Minister of Education Cheng Ying-yao (鄭英耀) yesterday said he is an “elegant Taiwanese,” adding that he is not afraid of being labeled by China as a “diehard Taiwan independence advocate,” after Beijing targeted him last week.
China’s Taiwan Affairs Office on Wednesday last week said it had designated Cheng, along with Minister of the Interior Liu Shyh-fang (劉世芳) and High Prosecutors’ Office prosecutor Chen Shu-yi (陳舒怡), as “diehard Taiwan independence advocates,” and would pursue punitive measures against them.
Asked for a response in an interview with the Chinese-language Liberty Times (sister paper of the Taipei Times), Chen said the label by Taiwan’s “bad neighbor” would not affect his commitment to educational professionalism or not shake his stance on governing according to the law.
Photo: Rachel Lin, Taipei Times
Cheng said he would continue to fulfill the responsibilities stipulated by the Fundamental Act of Education (教育基本法) to cultivate “a new generation with a strong sense of national identity, love for Taiwan and appreciation for the Republic of China [ROC], while also being deeply rooted locally and globally minded.”
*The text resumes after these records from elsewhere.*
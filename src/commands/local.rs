use anyhow::{bail, Context, Result};
use comfy_table::{presets::UTF8_FULL_CONDENSED, Cell, Table};
use is_terminal::IsTerminal;
use owo_colors::OwoColorize;
use std::collections::BTreeMap;
use std::io::Write;
use std::path::Path;

use crate::agent::AgentKind;
use crate::docker::container::{self, AGENT_LABEL, BRANCH_LABEL, SANDBOX_LABEL};
use crate::sandbox::command::snippet;
use crate::sandbox::{RunOptions, SandboxError};

fn parse_agent(agent: Option<&str>) -> Result<Option<AgentKind>> {
    agent
        .map(|a| a.parse::<AgentKind>().map_err(anyhow::Error::msg))
        .transpose()
}

/// Parse `K=V,K2=V2` into an env map.
fn parse_env(env: Option<&str>) -> Result<BTreeMap<String, String>> {
    let mut vars = BTreeMap::new();
    let Some(env) = env else {
        return Ok(vars);
    };
    for pair in env.split(',').filter(|p| !p.is_empty()) {
        let Some((key, value)) = pair.split_once('=') else {
            bail!("invalid --env entry '{pair}' (expected K=V)");
        };
        if key.is_empty() {
            bail!("invalid --env entry '{pair}' (empty key)");
        }
        vars.insert(key.to_string(), value.to_string());
    }
    Ok(vars)
}

pub async fn create(
    home: Option<&Path>,
    name: Option<String>,
    agent: Option<String>,
    working_directory: Option<String>,
    env: Option<String>,
) -> Result<()> {
    let agent = parse_agent(agent.as_deref())?;
    let env = parse_env(env.as_deref())?;
    let stack = super::build_stack(home).await?;

    let sandbox = match name {
        Some(name) => {
            stack
                .provider
                .create_with_id(name, env, agent, working_directory)
                .await?
        }
        None => stack.provider.create(env, agent, working_directory).await?,
    };
    sandbox
        .start()
        .await
        .with_context(|| format!("starting sandbox '{}'", sandbox.id()))?;

    println!("{}", sandbox.id());
    Ok(())
}

struct SandboxRow {
    name: String,
    agent: String,
    branch: String,
    status: String,
    image: String,
}

fn running(status: &str) -> bool {
    status.starts_with("Up")
}

pub async fn list(
    home: Option<&Path>,
    status: Option<String>,
    agent: Option<String>,
    branch: Option<String>,
    json: bool,
) -> Result<()> {
    let agent_filter = parse_agent(agent.as_deref())?;
    let stack = super::build_stack(home).await?;
    let containers = container::list_sandbox_containers(stack.client.docker()).await?;

    let mut rows = Vec::new();
    for summary in containers {
        let labels = summary.labels.unwrap_or_default();
        let Some(name) = labels.get(SANDBOX_LABEL).cloned() else {
            continue;
        };
        let row = SandboxRow {
            name,
            agent: labels.get(AGENT_LABEL).cloned().unwrap_or_default(),
            branch: labels.get(BRANCH_LABEL).cloned().unwrap_or_default(),
            status: summary.status.clone().unwrap_or_default(),
            image: summary.image.clone().unwrap_or_default(),
        };

        if let Some(kind) = agent_filter {
            if row.agent != kind.slug() {
                continue;
            }
        }
        if let Some(branch) = &branch {
            if &row.branch != branch {
                continue;
            }
        }
        if let Some(status) = &status {
            let wants_running = matches!(status.as_str(), "running" | "up");
            if running(&row.status) != wants_running {
                continue;
            }
        }
        rows.push(row);
    }
    rows.sort_by(|a, b| a.name.cmp(&b.name));

    if json {
        let entries: Vec<serde_json::Value> = rows
            .iter()
            .map(|r| {
                serde_json::json!({
                    "name": r.name,
                    "agent": r.agent,
                    "branch": r.branch,
                    "status": r.status,
                    "image": r.image,
                })
            })
            .collect();
        println!("{}", serde_json::to_string_pretty(&entries)?);
        return Ok(());
    }

    if rows.is_empty() {
        println!("No sandboxes found.");
        return Ok(());
    }

    let color = std::io::stdout().is_terminal();
    let mut table = Table::new();
    table.load_preset(UTF8_FULL_CONDENSED);
    table.set_header(["NAME", "AGENT", "BRANCH", "STATUS", "IMAGE"]);
    for row in &rows {
        let status = if color && running(&row.status) {
            row.status.green().to_string()
        } else {
            row.status.clone()
        };
        table.add_row([
            Cell::new(&row.name),
            Cell::new(&row.agent),
            Cell::new(&row.branch),
            Cell::new(status),
            Cell::new(&row.image),
        ]);
    }
    println!("{table}");
    Ok(())
}

fn confirm(prompt: &str) -> bool {
    print!("{prompt} [y/N] ");
    let _ = std::io::stdout().flush();
    let mut answer = String::new();
    if std::io::stdin().read_line(&mut answer).is_err() {
        return false;
    }
    matches!(answer.trim(), "y" | "Y" | "yes")
}

pub async fn delete(
    home: Option<&Path>,
    names: Vec<String>,
    force: bool,
    all: bool,
    interactive: bool,
) -> Result<()> {
    if names.is_empty() && !all {
        bail!("specify sandbox names to delete, or --all");
    }

    let stack = super::build_stack(home).await?;
    let containers = container::list_sandbox_containers(stack.client.docker()).await?;

    let mut deleted = 0usize;
    let mut known = Vec::new();
    for summary in containers {
        let labels = summary.labels.unwrap_or_default();
        let Some(name) = labels.get(SANDBOX_LABEL).cloned() else {
            continue;
        };
        known.push(name.clone());
        if !all && !names.contains(&name) {
            continue;
        }
        if interactive && !force && !confirm(&format!("Delete sandbox '{name}'?")) {
            continue;
        }

        let Some(id) = summary.id else { continue };
        container::stop_container(stack.client.docker(), &id, 5).await?;
        container::remove_container(stack.client.docker(), &id, true).await?;
        println!("deleted {name}");
        deleted += 1;
    }

    if !all {
        for name in &names {
            if !known.contains(name) {
                eprintln!("sandbox '{name}' not found (check `vibekit local list`)");
            }
        }
    }
    if deleted == 0 && !all {
        bail!("nothing deleted");
    }
    Ok(())
}

pub async fn run(
    home: Option<&Path>,
    sandbox_id: Option<String>,
    command: String,
    agent: Option<String>,
    streaming: bool,
) -> Result<()> {
    let agent = parse_agent(agent.as_deref())?;
    let stack = super::build_stack(home).await?;

    let (sandbox, ephemeral) = match sandbox_id {
        Some(id) => (stack.provider.resume(&id).await?, false),
        None => (
            stack.provider.create(BTreeMap::new(), agent, None).await?,
            true,
        ),
    };

    let options = if streaming {
        RunOptions {
            on_stdout: Some(Box::new(|chunk: &str| {
                print!("{chunk}");
                let _ = std::io::stdout().flush();
            })),
            on_stderr: Some(Box::new(|chunk: &str| {
                eprint!("{chunk}");
                let _ = std::io::stderr().flush();
            })),
            ..Default::default()
        }
    } else {
        RunOptions::default()
    };

    let outcome = sandbox.run(&command, options).await;
    if ephemeral {
        sandbox.kill().await;
    }

    match outcome {
        Ok(result) => {
            if !streaming {
                print!("{}", result.stdout);
                eprint!("{}", result.stderr);
            }
            if result.exit_code != 0 {
                std::process::exit(result.exit_code.clamp(1, 255) as i32);
            }
            Ok(())
        }
        Err(SandboxError::Timeout { timeout_ms, partial, .. }) => {
            if !streaming {
                print!("{}", partial.stdout);
                eprint!("{}", partial.stderr);
            }
            bail!(
                "command '{}' timed out after {}ms in sandbox '{}'",
                snippet(&command),
                timeout_ms,
                sandbox.id()
            );
        }
        Err(e) => Err(e).with_context(|| {
            format!(
                "running '{}' in sandbox '{}'",
                snippet(&command),
                sandbox.id()
            )
        }),
    }
}
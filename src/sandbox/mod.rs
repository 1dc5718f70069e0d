pub mod backend;
pub mod command;
pub mod events;
pub mod instance;
pub mod provider;

pub use backend::{DockerBackend, SandboxBackend, WorkspaceSpec};
pub use command::{CommandResult, RunOptions, DEFAULT_TIMEOUT_MS};
pub use events::{EventKind, SandboxEvent};
pub use instance::{Sandbox, SandboxError, SandboxRecord, DEFAULT_WORK_DIR};
pub use provider::{generate_sandbox_id, SandboxProvider};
“The ROC is a sovereign and independent country, different from the ROC that retreated to Taiwan under [former president] Chiang Kai-shek’s (蔣介石) regime in 1949, and it has absolutely no relation to China,” he said.
If elementary and junior-high school students were still taught of the “begonia-shaped” territorial map of the ROC — which includes China and Mongolia — it would cause confusion among students, he said.
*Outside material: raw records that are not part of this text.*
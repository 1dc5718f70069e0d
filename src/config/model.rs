use chrono::{DateTime, Utc};
use serde::{Deserialize, Serialize};
use std::collections::BTreeMap;

use crate::agent::AgentKind;
use crate::registry::RegistryKind;

fn default_true() -> bool {
    true
}

/// User-level preferences, persisted whole as `~/.vibekit/config.json`.
#[derive(Debug, Clone, PartialEq, Serialize, Deserialize)]
pub struct VibekitConfig {
    #[serde(default)]
    pub registry_kind: RegistryKind,
    #[serde(default)]
    pub registry_user: Option<String>,
    /// Prefer pulling prebuilt agent images over building locally.
    #[serde(default = "default_true")]
    pub prefer_registry_images: bool,
    /// Push locally-built agent images back to the registry.
    #[serde(default = "default_true")]
    pub push_images: bool,
    #[serde(default)]
    pub private_registry: Option<String>,
    /// Full image references that bypass name synthesis entirely.
    #[serde(default)]
    pub per_agent_overrides: BTreeMap<AgentKind, String>,
    #[serde(default)]
    pub last_build_at: Option<DateTime<Utc>>,
    /// Fields written by other vibekit versions survive a load/save cycle.
    #[serde(flatten)]
    pub extra: BTreeMap<String, serde_json::Value>,
}

impl Default for VibekitConfig {
    fn default() -> Self {
        VibekitConfig {
            registry_kind: RegistryKind::default(),
            registry_user: None,
            prefer_registry_images: true,
            push_images: true,
            private_registry: None,
            per_agent_overrides: BTreeMap::new(),
            last_build_at: None,
            extra: BTreeMap::new(),
        }
    }
}
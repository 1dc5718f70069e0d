use serde::{Deserialize, Serialize};
use std::fmt::{Display, Formatter};
use std::str::FromStr;

/// The five coding-agent identities vibekit can run. Each kind selects a
/// Dockerfile under `assets/dockerfiles/`, a default local image tag, and a
/// registry repository name.
#[derive(Debug, Copy, Clone, PartialEq, Eq, PartialOrd, Ord, Hash, Serialize, Deserialize)]
#[serde(rename_all = "lowercase")]
pub enum AgentKind {
    Claude,
    Codex,
    Opencode,
    Gemini,
    Grok,
}

impl AgentKind {
    pub const ALL: [AgentKind; 5] = [
        AgentKind::Claude,
        AgentKind::Codex,
        AgentKind::Opencode,
        AgentKind::Gemini,
        AgentKind::Grok,
    ];

    pub fn slug(&self) -> &'static str {
        match self {
            AgentKind::Claude => "claude",
            AgentKind::Codex => "codex",
            AgentKind::Opencode => "opencode",
            AgentKind::Gemini => "gemini",
            AgentKind::Grok => "grok",
        }
    }

    /// Repository name under any registry namespace: `vibekit-<agent>`.
    pub fn repository(&self) -> String {
        format!("vibekit-{}", self.slug())
    }

    /// Default local image tag: `vibekit-<agent>:latest`.
    pub fn local_tag(&self) -> String {
        format!("vibekit-{}:latest", self.slug())
    }

    /// Dockerfile filename under the dockerfiles root.
    pub fn dockerfile_name(&self) -> String {
        format!("Dockerfile.{}", self.slug())
    }
}

impl Display for AgentKind {
    fn fmt(&self, f: &mut Formatter<'_>) -> std::fmt::Result {
        f.write_str(self.slug())
    }
}

impl FromStr for AgentKind {
    type Err = String;

    fn from_str(s: &str) -> Result<Self, Self::Err> {
        match s.to_ascii_lowercase().as_str() {
            "claude" => Ok(AgentKind::Claude),
            "codex" => Ok(AgentKind::Codex),
            "opencode" => Ok(AgentKind::Opencode),
            "gemini" => Ok(AgentKind::Gemini),
            "grok" => Ok(AgentKind::Grok),
            other => Err(format!(
                "unknown agent '{}' (expected one of: claude, codex, opencode, gemini, grok)",
                other
            )),
        }
    }
}

#[cfg(test)]
mod tests {
    use super::*;

    #[test]
    fn slug_round_trips_through_from_str() {
        for kind in AgentKind::ALL {
            let parsed: AgentKind = kind.slug().parse().unwrap();
            assert_eq!(parsed, kind, "slug must parse back to the same kind");
        }
    }

    #[test]
    fn parse_is_case_insensitive() {
        assert_eq!("Claude".parse::<AgentKind>().unwrap(), AgentKind::Claude);
        assert_eq!("GROK".parse::<AgentKind>().unwrap(), AgentKind::Grok);
    }

    #[test]
    fn unknown_agent_is_rejected_with_candidates() {
        let err = "cursor".parse::<AgentKind>().unwrap_err();
        assert!(err.contains("cursor"));
        assert!(err.contains("claude"), "error should list valid agents");
    }

    #[test]
    fn repository_uses_vibekit_prefix() {
        assert_eq!(AgentKind::Codex.repository(), "vibekit-codex");
        assert_eq!(AgentKind::Gemini.local_tag(), "vibekit-gemini:latest");
    }
}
He said that when today’s elementary and junior-high school students are asked: “Where are you from?” They answer: “I am Taiwanese.”
He added that when they are asked: “Where do you live?” They say: “I live in Taipei, Taichung, Kaohsiung or Hualien.”
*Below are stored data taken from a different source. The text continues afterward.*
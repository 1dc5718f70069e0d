use backon::{ExponentialBuilder, Retryable};
use bollard::auth::DockerCredentials;
use bollard::models::{BuildInfo, CreateImageInfo};
use bollard::query_parameters::{
    BuildImageOptions, CreateImageOptions, ListImagesOptions, RemoveImageOptions, TagImageOptions,
};
use bollard::Docker;
use futures_util::StreamExt;
use std::collections::HashMap;
use std::path::Path;
use std::time::Duration;

use crate::docker::{login, DockerError};
use crate::reference::ImageReference;

/// Builds are not retried (failures are deterministic) but they are bounded.
const BUILD_TIMEOUT: Duration = Duration::from_secs(600);

/// Pull/push retry policy: 1s base delay, doubling, three attempts.
fn transfer_backoff() -> ExponentialBuilder {
    ExponentialBuilder::default()
        .with_min_delay(Duration::from_secs(1))
        .with_factor(2.0)
        .with_max_times(3)
}

/// Split an image reference into (name, tag), defaulting the tag to latest.
pub fn split_tag(reference: &str) -> (&str, &str) {
    match reference.rsplit_once(':') {
        Some((name, tag)) if !name.is_empty() && !tag.contains('/') => (name, tag),
        _ => (reference, "latest"),
    }
}

pub async fn image_exists(docker: &Docker, reference: &str) -> bool {
    docker.inspect_image(reference).await.is_ok()
}

/// Pull an image, retrying network-class failures with exponential backoff.
/// `NotFound` and `AuthRequired` are surfaced immediately.
pub async fn pull_with_retry(
    docker: &Docker,
    reference: &str,
    config_dir: &Path,
) -> Result<(), DockerError> {
    let credentials = login::credentials_for(reference, config_dir);

    (|| async { pull_once(docker, reference, credentials.clone()).await })
        .retry(transfer_backoff())
        .when(|e| matches!(e, DockerError::Network { .. }))
        .notify(|err, dur| {
            tracing::debug!(image = %reference, retry_in = ?dur, "pull failed: {err}, retrying")
        })
        .await
}

async fn pull_once(
    docker: &Docker,
    reference: &str,
    credentials: Option<DockerCredentials>,
) -> Result<(), DockerError> {
    let (name, tag) = split_tag(reference);
    tracing::debug!(image = %reference, "pulling image");

    let options = CreateImageOptions {
        from_image: Some(name.to_string()),
        tag: Some(tag.to_string()),
        ..Default::default()
    };

    let mut stream = docker.create_image(Some(options), None, credentials);
    while let Some(result) = stream.next().await {
        let info: CreateImageInfo = result.map_err(|e| classify_pull_error(reference, e))?;
        if let Some(err) = &info.error_detail {
            let message = err.message.clone().unwrap_or_default();
            return Err(classify_pull_message(reference, &message));
        }
    }

    tracing::debug!(image = %reference, "image pulled");
    Ok(())
}

fn classify_pull_error(reference: &str, err: bollard::errors::Error) -> DockerError {
    match err {
        bollard::errors::Error::DockerResponseServerError {
            status_code: 404,
            message,
        } => DockerError::NotFound {
            reference: reference.to_string(),
            reason: message,
        },
        bollard::errors::Error::DockerResponseServerError {
            status_code: 401 | 403,
            ..
        } => DockerError::AuthRequired {
            reference: reference.to_string(),
        },
        bollard::errors::Error::DockerResponseServerError { message, .. } => {
            classify_pull_message(reference, &message)
        }
        other => DockerError::Network {
            operation: "pull",
            reference: reference.to_string(),
            reason: other.to_string(),
        },
    }
}

fn classify_pull_message(reference: &str, message: &str) -> DockerError {
    let lower = message.to_ascii_lowercase();
    if lower.contains("not found") || lower.contains("manifest unknown") {
        DockerError::NotFound {
            reference: reference.to_string(),
            reason: message.to_string(),
        }
    } else if lower.contains("denied") || lower.contains("unauthorized") {
        DockerError::AuthRequired {
            reference: reference.to_string(),
        }
    } else {
        DockerError::Network {
            operation: "pull",
            reference: reference.to_string(),
            reason: message.to_string(),
        }
    }
}

/// Build a Dockerfile into a local tag by streaming a tar of the context to
/// the daemon. The dockerfile must live inside the context directory.
pub async fn build(
    docker: &Docker,
    dockerfile: &Path,
    tag: &str,
    context: &Path,
) -> Result<(), DockerError> {
    let dockerfile_rel = dockerfile
        .strip_prefix(context)
        .map_err(|_| DockerError::BuildFailed {
            tag: tag.to_string(),
            reason: format!(
                "dockerfile {} is outside the build context {}",
                dockerfile.display(),
                context.display()
            ),
        })?
        .to_string_lossy()
        .to_string();

    let context_tar = tar_directory(context).map_err(|e| DockerError::BuildFailed {
        tag: tag.to_string(),
        reason: format!("packing build context: {e}"),
    })?;

    let options = BuildImageOptions {
        dockerfile: dockerfile_rel,
        t: Some(tag.to_string()),
        ..Default::default()
    };

    tracing::info!(tag = %tag, dockerfile = %dockerfile.display(), "building image");

    let build = async {
        let mut stream = docker.build_image(options, None, Some(bollard::body_full(context_tar.into())));
        while let Some(result) = stream.next().await {
            let info: BuildInfo = result.map_err(|e| DockerError::BuildFailed {
                tag: tag.to_string(),
                reason: e.to_string(),
            })?;
            if let Some(err) = info.error_detail {
                return Err(DockerError::BuildFailed {
                    tag: tag.to_string(),
                    reason: err.message.unwrap_or_default(),
                });
            }
            if let Some(line) = info.stream {
                let line = line.trim_end();
                if !line.is_empty() {
                    tracing::debug!(tag = %tag, "{}", line);
                }
            }
        }
        Ok(())
    };

    match tokio::time::timeout(BUILD_TIMEOUT, build).await {
        Ok(result) => result,
        Err(_) => Err(DockerError::BuildFailed {
            tag: tag.to_string(),
            reason: format!("build exceeded {}s", BUILD_TIMEOUT.as_secs()),
        }),
    }
}

fn tar_directory(dir: &Path) -> std::io::Result<Vec<u8>> {
    let mut builder = tar::Builder::new(Vec::new());
    builder.follow_symlinks(false);
    builder.append_dir_all(".", dir)?;
    builder.into_inner()
}

pub async fn tag(docker: &Docker, source: &str, target: &str) -> Result<(), DockerError> {
    let (repo, tag) = split_tag(target);
    let options = TagImageOptions {
        repo: Some(repo.to_string()),
        tag: Some(tag.to_string()),
    };
    docker
        .tag_image(source, Some(options))
        .await
        .map_err(|e| match e {
            bollard::errors::Error::DockerResponseServerError {
                status_code: 404,
                message,
            } => DockerError::NotFound {
                reference: source.to_string(),
                reason: message,
            },
            other => DockerError::Network {
                operation: "tag",
                reference: source.to_string(),
                reason: other.to_string(),
            },
        })
}

/// Push through the daemon CLI so credential helpers are honored, retrying
/// network-class failures. The reference is validated before it reaches argv.
pub async fn push_with_retry(reference: &str) -> Result<(), DockerError> {
    (|| async { push_once(reference).await })
        .retry(transfer_backoff())
        .when(|e| matches!(e, DockerError::Network { .. }))
        .notify(|err, dur| {
            tracing::debug!(image = %reference, retry_in = ?dur, "push failed: {err}, retrying")
        })
        .await
}

async fn push_once(reference: &str) -> Result<(), DockerError> {
    tracing::debug!(image = %reference, "pushing image");

    let output = tokio::process::Command::new("docker")
        .args(["push", reference])
        .output()
        .await
        .map_err(|e| DockerError::DaemonUnavailable {
            reason: format!("spawning docker push: {e}"),
        })?;

    if output.status.success() {
        tracing::debug!(image = %reference, "image pushed");
        return Ok(());
    }

    let stderr = String::from_utf8_lossy(&output.stderr);
    let lower = stderr.to_ascii_lowercase();
    if lower.contains("denied") || lower.contains("unauthorized") || lower.contains("authentication")
    {
        Err(DockerError::AuthRequired {
            reference: reference.to_string(),
        })
    } else if lower.contains("does not exist") || lower.contains("not found") {
        Err(DockerError::NotFound {
            reference: reference.to_string(),
            reason: stderr.trim().to_string(),
        })
    } else {
        Err(DockerError::Network {
            operation: "push",
            reference: reference.to_string(),
            reason: stderr.trim().to_string(),
        })
    }
}

pub async fn remove(docker: &Docker, reference: &str, force: bool) -> Result<(), DockerError> {
    let options = RemoveImageOptions {
        force,
        ..Default::default()
    };
    match docker.remove_image(reference, Some(options), None).await {
        Ok(_) => Ok(()),
        Err(bollard::errors::Error::DockerResponseServerError {
            status_code: 404, ..
        }) => Ok(()),
        Err(e) => Err(DockerError::Network {
            operation: "remove",
            reference: reference.to_string(),
            reason: e.to_string(),
        }),
    }
}

/// List local images, optionally filtered by repository name prefix.
pub async fn list_images(
    docker: &Docker,
    filter: Option<&str>,
) -> Result<Vec<ImageReference>, DockerError> {
    let filters = filter.map(|f| {
        HashMap::from([("reference".to_string(), vec![format!("{f}*")])])
    });
    let options = ListImagesOptions {
        all: false,
        filters,
        ..Default::default()
    };

    let summaries =
        docker
            .list_images(Some(options))
            .await
            .map_err(|e| DockerError::Network {
                operation: "list",
                reference: filter.unwrap_or("*").to_string(),
                reason: e.to_string(),
            })?;

    let mut references = Vec::new();
    for summary in summaries {
        for tag in summary.repo_tags {
            if let Ok(parsed) = tag.parse::<ImageReference>() {
                references.push(parsed);
            }
        }
    }
    Ok(references)
}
This reflects their everyday experience and represents the most natural form of identity, he said.
While some people’s ancestors came from China, they are ROC citizens, Cheng said.
“In daily life and in the international community, we are usually referred to as Taiwanese. These distinctions should be clearly explained to children through historical and international perspectives, rather than being conflated,” he said. “What we aim for is a democratic and law-governed society, and education should help children develop a clear, stable and noncontradictory understanding.”